Escrito por: Osviel Castro Medel
Es como si soltara chispas en cada palabra, como si sus 101 abriles le dieran impulso para el verbo y las anécdotas, esas que desgrana con un acento revelador de su cuna en el sur de Haití.
René Richard Morpeau habla con los ojos, abre el pecho, suelta sinceridades que punzan. Por eso y más no es extraño que se haya convertido en una celebridad más allá de La Escondida, el lugar donde vive desde 1978, en las serranías de la Sierra Maestra.
¡Cuánta caña deben haber desbrozado sus manos! ¡Cuánta tierra ha de haber horadado para sembrar más que plantas! ¡Cuántos días le ganó el pulso al reloj!
«Yo me monté solo, ¡solo!, en un avión a los 92 años, quería ir a mi tierra. Pedí a mi Dios que no me pasara nada y así fue», me relata con orgullo este hombre, nacido el 29 de julio de 1922.
En ese viaje a Haití encontró a pocos familiares, pero le sirvió para avivar el ardor por la tierra de sus raíces, de las que siempre ha hablado orgulloso, especialmente a sus ocho hijos.
No había retornado a su patria de origen desde que en 1958 sudó a mares en una zafra junto a otros cinco compatriotas suyos, a quienes les decían «los diablitos» por su habilidad para trabajar, que vinieron a Cuba buscando salir de la precariedad en la que vivían.
«Vine en el 52 (se refiere a 1952), pasé un tiempo en Vertientes picando caña, me fui y volví ya pa’ quedarme», me cuenta en un español en el que omite de vez en cuando las eses, pero perfectamente entendible.
Primero se estableció en Pinalito, otro lugar muy apartado, en las actuales serranías granmenses, donde vivió las angustias del ciclón Flora (octubre de 1963), que lo llevaron a pensar que «nunca escampaba» y a comprender mejor el privilegio de vivir, pues vio cómo, tras las intensas lluvias, un alud sepultaba a un amigo.
«Hay que vivir sin mirar pa’ atrás, viejo», me dice recostado en un taburete de su modesta casa, a la que se llega cruzando un río delgado y cristalino.
Desde La Escondida no ha dejado de tejer sombreros, una habilidad que conserva a los 101 años y que provoca la admiración de sus vecinos. Tampoco se ha olvidado de los cantos ancestrales aprendidos en su tierra natal, razón que lo llevó a crear el grupo Los Richard (con algunos de sus hijos), que se ha presentado en distintos eventos culturales, incluyendo la Fiesta de la Cubanía, en Bayamo.
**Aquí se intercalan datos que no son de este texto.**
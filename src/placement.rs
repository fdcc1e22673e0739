use std::collections::HashSet;

use rand::Rng;

use crate::config::Config;
use crate::constants::{MIN_GRID_SIDE, PLAYER_START_MAX, PLAYER_START_MIN};
use crate::error::{Attempt, GenerationError, Result};
use crate::grid::{Grid, TilePos};
use crate::level::{Level, LevelParams};

struct Sampler<'a, R> {
    grid: &'a Grid,
    rng: &'a mut R,
    attempts: u32,
}

impl<R: Rng> Sampler<'_, R> {
    fn draw(
        &mut self,
        what: Attempt,
        xs: (usize, usize),
        ys: (usize, usize),
        accept: impl Fn(TilePos) -> bool,
    ) -> Result<TilePos> {
        for _ in 0..self.attempts {
            let pos = TilePos::new(
                self.rng.gen_range(xs.0..=xs.1),
                self.rng.gen_range(ys.0..=ys.1),
            );
            if self.grid.is_open(pos) && accept(pos) {
                return Ok(pos);
            }
        }
        tracing::warn!(%what, attempts = self.attempts, "placement budget exhausted");
        Err(GenerationError::GenerationExhausted {
            what,
            attempts: self.attempts,
        })
    }

    fn interior(&self) -> ((usize, usize), (usize, usize)) {
        (
            (1, self.grid.width() - 2),
            (1, self.grid.height() - 2),
        )
    }
}

/// Places the player start near the top-left corner, then keys and agent spawns far from it.
pub fn place(grid: Grid, params: LevelParams, config: &Config, rng: &mut impl Rng) -> Result<Level> {
    if grid.width() < MIN_GRID_SIDE || grid.height() < MIN_GRID_SIDE {
        return Err(GenerationError::InvalidDimensions {
            width: grid.width(),
            height: grid.height(),
            min: MIN_GRID_SIDE,
        });
    }
    let mut sampler = Sampler {
        grid: &grid,
        rng,
        attempts: config.placement_attempts,
    };

    let corner = (PLAYER_START_MIN, PLAYER_START_MAX.min(grid.width() - 2));
    let corner_y = (PLAYER_START_MIN, PLAYER_START_MAX.min(grid.height() - 2));
    let player_start = sampler.draw(Attempt::PlayerStart, corner, corner_y, |_| true)?;

    let min_distance = config.min_spawn_distance;
    let exclusive = !config.allow_overlapping_spawns;
    let (xs, ys) = sampler.interior();
    let mut taken = HashSet::new();

    let mut keys = Vec::with_capacity(params.key_count);
    for _ in 0..params.key_count {
        let pos = sampler.draw(Attempt::Key, xs, ys, |pos| {
            pos.distance(player_start) >= min_distance && !(exclusive && taken.contains(&pos))
        })?;
        taken.insert(pos);
        keys.push(pos);
    }

    let mut agents = Vec::with_capacity(params.agent_count);
    for _ in 0..params.agent_count {
        let pos = sampler.draw(Attempt::AgentSpawn, xs, ys, |pos| {
            pos.distance(player_start) >= min_distance && !(exclusive && taken.contains(&pos))
        })?;
        taken.insert(pos);
        agents.push(pos);
    }

    tracing::debug!(?player_start, keys = keys.len(), agents = agents.len(), "placed entities");
    Ok(Level::new(grid, params, player_start, keys, agents))
}
use zombie_maze::collision::try_move;
use zombie_maze::components::Body;
use zombie_maze::{
    generate_level, seeded_rng, AgentState, Config, Entity, EntityKind, Game, GameState, Vec2,
};

#[test]
fn player_never_enters_walls() {
    let config = Config::default();
    let mut rng = seeded_rng(31);
    let mut game = Game::start(config, &mut rng).unwrap();
    let inputs = [
        Vec2::new(1.0, 0.0),
        Vec2::new(0.0, 1.0),
        Vec2::new(-1.0, 0.0),
        Vec2::new(1.0, 1.0),
        Vec2::new(0.0, -1.0),
    ];
    for tick in 0..2_000 {
        let before = game.player().body.position;
        game.tick(inputs[(tick / 37) % inputs.len()], &mut rng);
        if game.state() != GameState::Playing {
            break;
        }
        let aabb = game.player().body.aabb();
        assert!(
            !zombie_maze::collision::resolve_against_grid(&aabb, game.grid()),
            "tick {tick}: player moved from {before:?} into a wall at {:?}",
            aabb.min
        );
    }
}

#[test]
fn agents_stay_inside_the_layout() {
    let config = Config::default();
    let mut rng = seeded_rng(8);
    let mut game = Game::start(config, &mut rng).unwrap();
    for _ in 0..3_000 {
        game.tick(Vec2::ZERO, &mut rng);
        for (_, agent) in game.agents() {
            if agent.is_active() {
                assert!(!zombie_maze::collision::resolve_against_grid(
                    &agent.body.aabb(),
                    game.grid()
                ));
            }
        }
    }
}

#[test]
fn blocked_step_ends_at_pre_move_position() {
    let level = generate_level(1, &Config::default(), &mut seeded_rng(12)).unwrap();
    let grid = level.grid();
    let wall = grid
        .cells()
        .find(|(pos, cell)| {
            *cell == zombie_maze::Cell::Wall
                && pos.x > 0
                && grid.is_open(zombie_maze::TilePos::new(pos.x - 1, pos.y))
        })
        .map(|(pos, _)| pos)
        .unwrap();
    let start = zombie_maze::TilePos::new(wall.x - 1, wall.y).to_world();
    let mut body = Body::tile(start);
    assert!(!try_move(&mut body, Vec2::new(3.0, 0.0), grid));
    assert_eq!(body.position, start);
}

#[test]
fn shot_agent_respawns_after_fixed_duration() {
    let config = Config::default();
    let respawn_ticks = config.respawn_ticks;
    let mut rng = seeded_rng(99);
    let mut game = Game::start(config, &mut rng).unwrap();
    let ids: Vec<_> = game.agents().map(|(id, _)| id).collect();
    let agent_id = ids[0];
    // Keep the others from shoving the player around while we wait.
    for id in &ids[1..] {
        game.arena_mut().remove(*id);
    }
    let (spawn, max_health) = match game.arena().get(agent_id) {
        Some(Entity::Agent(agent)) => (agent.spawn_position(), agent.max_health()),
        _ => panic!("agent missing"),
    };
    assert_eq!(max_health, 2);

    if let Some(Entity::Agent(agent)) = game.arena_mut().get_mut(agent_id) {
        agent.take_damage(max_health);
    }
    for _ in 0..respawn_ticks - 1 {
        game.tick(Vec2::ZERO, &mut rng);
        let Some(Entity::Agent(agent)) = game.arena().get(agent_id) else {
            panic!("agent slot must survive death");
        };
        assert_eq!(agent.state(), AgentState::Respawning);
        let visible = game
            .active_entities()
            .iter()
            .filter(|(kind, _)| *kind == EntityKind::Agent)
            .count();
        assert_eq!(visible, 0);
    }
    game.tick(Vec2::ZERO, &mut rng);
    let Some(Entity::Agent(agent)) = game.arena().get(agent_id) else {
        panic!("agent slot must survive death");
    };
    assert_eq!(agent.state(), AgentState::Patrol);
    assert_eq!(agent.body.position, spawn);
    assert_eq!(agent.health(), max_health);
    assert_eq!(game.state(), GameState::Playing);
}

#[test]
fn chasing_agent_heads_for_the_player() {
    let config = Config::default();
    let radius = config.detection_radius;
    let speed = config.agent_speed;
    let mut rng = seeded_rng(5);
    let mut game = Game::start(config, &mut rng).unwrap();
    let (agent_id, _) = game.agents().next().unwrap();
    let player_pos = game.player().body.position;

    // Drop the agent just right of the player, overlapping the player's tile.
    if let Some(Entity::Agent(agent)) = game.arena_mut().get_mut(agent_id) {
        agent.body.position = player_pos + Vec2::new(4.0, 0.0);
    }
    game.tick(Vec2::ZERO, &mut rng);
    let Some(Entity::Agent(agent)) = game.arena().get(agent_id) else {
        panic!("agent missing");
    };
    assert_eq!(agent.state(), AgentState::Chase);
    assert!(agent.body.aabb().center().distance(game.player().center()) <= radius + 8.0);
    // Heading is agent -> player as measured before the contact shove.
    assert!((agent.velocity.x + speed).abs() < 1e-5);
    assert!(agent.velocity.y.abs() < 1e-5);
}
//! Procedural maze levels with guaranteed connectivity, constrained entity placement and a
//! tick-driven pursuit state machine for hostile agents.
//!
//! Generation runs `carve -> carve_rooms -> repair -> place` once per level; [`game::Game`]
//! then simulates the level one fixed tick at a time. All randomness flows through a single
//! caller-owned [`GameRng`].

pub mod agent;
pub mod collision;
pub mod components;
pub mod config;
pub mod connectivity;
pub mod constants;
pub mod error;
pub mod game;
pub mod grid;
pub mod level;
pub mod placement;
pub mod player;
pub mod rooms;

use rand::SeedableRng;

pub use agent::{Agent, AgentController, AgentState};
pub use components::{Aabb, Entity, EntityArena, EntityId, EntityKind, Vec2};
pub use config::Config;
pub use error::{GenerationError, Result};
pub use game::{Game, GameState};
pub use grid::{Cell, Dir, Grid, TilePos};
pub use level::{generate_level, Level, LevelParams};

pub type GameRng = rand_chacha::ChaCha8Rng;

pub fn seeded_rng(seed: u64) -> GameRng {
    GameRng::seed_from_u64(seed)
}
//! Box-vs-grid and box-vs-box tests with all-or-nothing rollback.
//!
//! A move that would overlap a wall is discarded entirely: the body stays exactly where it
//! was before the step. There is no sliding along walls, so bodies can stick on corners.

use crate::components::{Aabb, Body, Vec2};
use crate::constants::TILE_SIZE;
use crate::grid::{Cell, Grid, TilePos};

/// True if `aabb` overlaps a wall cell or leaves the grid.
pub fn resolve_against_grid(aabb: &Aabb, grid: &Grid) -> bool {
    let max = aabb.max();
    let x0 = (aabb.min.x / TILE_SIZE).floor() as i64;
    let y0 = (aabb.min.y / TILE_SIZE).floor() as i64;
    let x1 = (max.x / TILE_SIZE).ceil() as i64 - 1;
    let y1 = (max.y / TILE_SIZE).ceil() as i64 - 1;

    for ty in y0..=y1 {
        for tx in x0..=x1 {
            if tx < 0 || ty < 0 {
                return true;
            }
            let pos = TilePos::new(tx as usize, ty as usize);
            match grid.get(pos) {
                None => return true,
                Some(Cell::Wall) if aabb.intersects(&Aabb::tile(pos.to_world())) => return true,
                _ => {}
            }
        }
    }
    false
}

pub fn resolve_entity_pair(a: &Aabb, b: &Aabb) -> bool {
    a.intersects(b)
}

/// Applies `delta` unless the destination is blocked. Returns whether the body moved.
pub fn try_move(body: &mut Body, delta: Vec2, grid: &Grid) -> bool {
    if delta == Vec2::ZERO {
        return true;
    }
    let target = body.position + delta;
    if resolve_against_grid(&body.aabb_at(target), grid) {
        return false;
    }
    body.position = target;
    true
}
Tiene historias de su infancia dura, conserva papeles amarillentos que testimonian sus orígenes, habla de Cuba con un amor infinito porque aquí aprendió a empinarse.
René, cuyo nombre original era Jean, se duele por la partida, hace siete años, de su esposa, llamada Francisca Losí Arjona, con quien fundó una familia a la que inculcó valores de honestidad y trabajo.
«Yo nunca he dejado de trabajar porque es lo que me gusta. Nunca me he sentado a mirar. Aquí tengo sembrado de to’ lo que pueda: yuca, frijol, boniato…», me explica mientras enseña su pequeño patio.
Los secretos de su longevidad están en una alimentación sana, en vivir en el campo y «en hacer el bien», según su propia confesión.
Lamenta que sus hijos y sus 14 nietos no puedan hablar bien el creol, el idioma que domina a la perfección, aunque bromea expresando que tal vez todavía le quede tiempo para enseñar.
«Viviré el tiempo que quiera Dios», sentencia mientras sonríe y se le encienden los ojos, unos ojos que reafirman que un siglo y un año no pueden caber en estas líneas.